Ukraińskie agroholdingi niekonkurencyjne po wstąpieniu do UE
Zdaniem Marchuka, wysokie wymagania stawiane rolnikom z państw członkowskich Unii Europejskiej, które po wstąpieniu do wspólnoty będą musieli spełnić również właściciele ukraińskich agroholdingów, mogą w zdecydowany sposób uderzyć w tamtejsze rolnictwo. Jak twierdzi ekspert, planowane udzielenie dotacji wyłącznie małym gospodarstwom rolnym na Ukrainie zajmującym zaledwie 10% gruntów ornych, doprowadzi do upadku ukraińskiego sektora rolnictwa.
– Wymagania europejskie, w przypadku ich pełnego wdrożenia, spowodują, że ukraiński eksport stanie się niekonkurencyjny na świecie, a rynek europejski jest bardzo mały dla naszych wolumenów – tłumaczył Marchuk w rozmowie z UNION.
Ukraińskie agroholdingi potrzebują dotacji, by nie stracić konkurencyjności?
Jak uważa Marchuk, szansą na utrzymanie konkurencyjności rynkowej ukraińskich agroholdingów jest wypłata dotacji dla nich na takim poziomie, na jakim są one przyznawane w rozwiniętych rolniczo państwach UE. Chodzi o to, że obecnie UE planuje, że po wstąpieniu Ukrainy do UE dotacje trafią wyłącznie do małych gospodarstw rolnych, zajmujących zaledwie 10% wszystkich gruntów rolnych.

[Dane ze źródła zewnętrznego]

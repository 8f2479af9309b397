pub const TICK_RATE: u32 = 20;
pub const TICK_MS: u64 = 1000 / TICK_RATE as u64;

/// Tiles per tick. Submultiples of one tile keep the rounded-tile collision
/// rule sound; anything above 1.0 is rejected at config validation.
pub const PLAYER_BASE_SPEED: f32 = 0.5;
pub const GHOST_BASE_SPEED: f32 = 0.25;
pub const MAX_AGENT_SPEED: f32 = 1.0;

/// Ghost speed gain applied per completed level, capped at MAX_AGENT_SPEED.
pub const LEVEL_SPEED_GAIN: f32 = 0.05;

pub const DEFAULT_PELLET_COUNT: usize = 4;

/// Per-tick probability that a ghost reconsiders its direction even though
/// nothing blocks it. Kept small so corridors are walked, not jittered.
pub fn reroll_chance(policy: crate::types::GhostPolicy) -> f32 {
    match policy {
        crate::types::GhostPolicy::RandomWalk => 0.04,
        crate::types::GhostPolicy::Greedy => 0.1,
        crate::types::GhostPolicy::Probabilistic { .. } => 0.06,
    }
}

pub fn ghost_speed_for_level(base: f32, level: u32) -> f32 {
    let scaled = base * (1.0 + LEVEL_SPEED_GAIN * level.saturating_sub(1) as f32);
    scaled.min(MAX_AGENT_SPEED)
}

#[cfg(test)]
mod tests {
    use super::*;

    #[test]
    fn ghost_speed_scales_and_caps() {
        assert_eq!(ghost_speed_for_level(0.25, 1), 0.25);
        assert!(ghost_speed_for_level(0.25, 2) > 0.25);
        assert!(ghost_speed_for_level(0.25, 500) <= MAX_AGENT_SPEED);
    }

    #[test]
    fn reroll_chances_stay_small() {
        use crate::types::GhostPolicy;
        for policy in [
            GhostPolicy::RandomWalk,
            GhostPolicy::Greedy,
            GhostPolicy::Probabilistic { chase_chance: 0.5 },
        ] {
            let chance = reroll_chance(policy);
            assert!((0.02..=0.1).contains(&chance));
        }
    }
}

– Wymogi UE w zakresie rekultywacji gleby, Strategia UE na rzecz różnorodności biologicznej, Zielony Ład (który sugeruje stosowanie drogich nawozów organicznych), Strategia ochrony środowiska oraz szereg innych norm i wymogów znacznie zwiększają koszty produkcji. A główną zaletą ukraińskich rolników na świecie jest ich niska cena – wyjaśnił Marchuk.
Zdaniem Marchuka, spełnienie powyższych wymagań może w zdecydowany sposób odbić się na dużych firmach eksportowych, a nie drobnych rolnikach, których produkcja pozostaje na rynku krajowym, co, jak twierdzi, doprowadzi do wystąpienia drastycznych strat w budżecie państwa.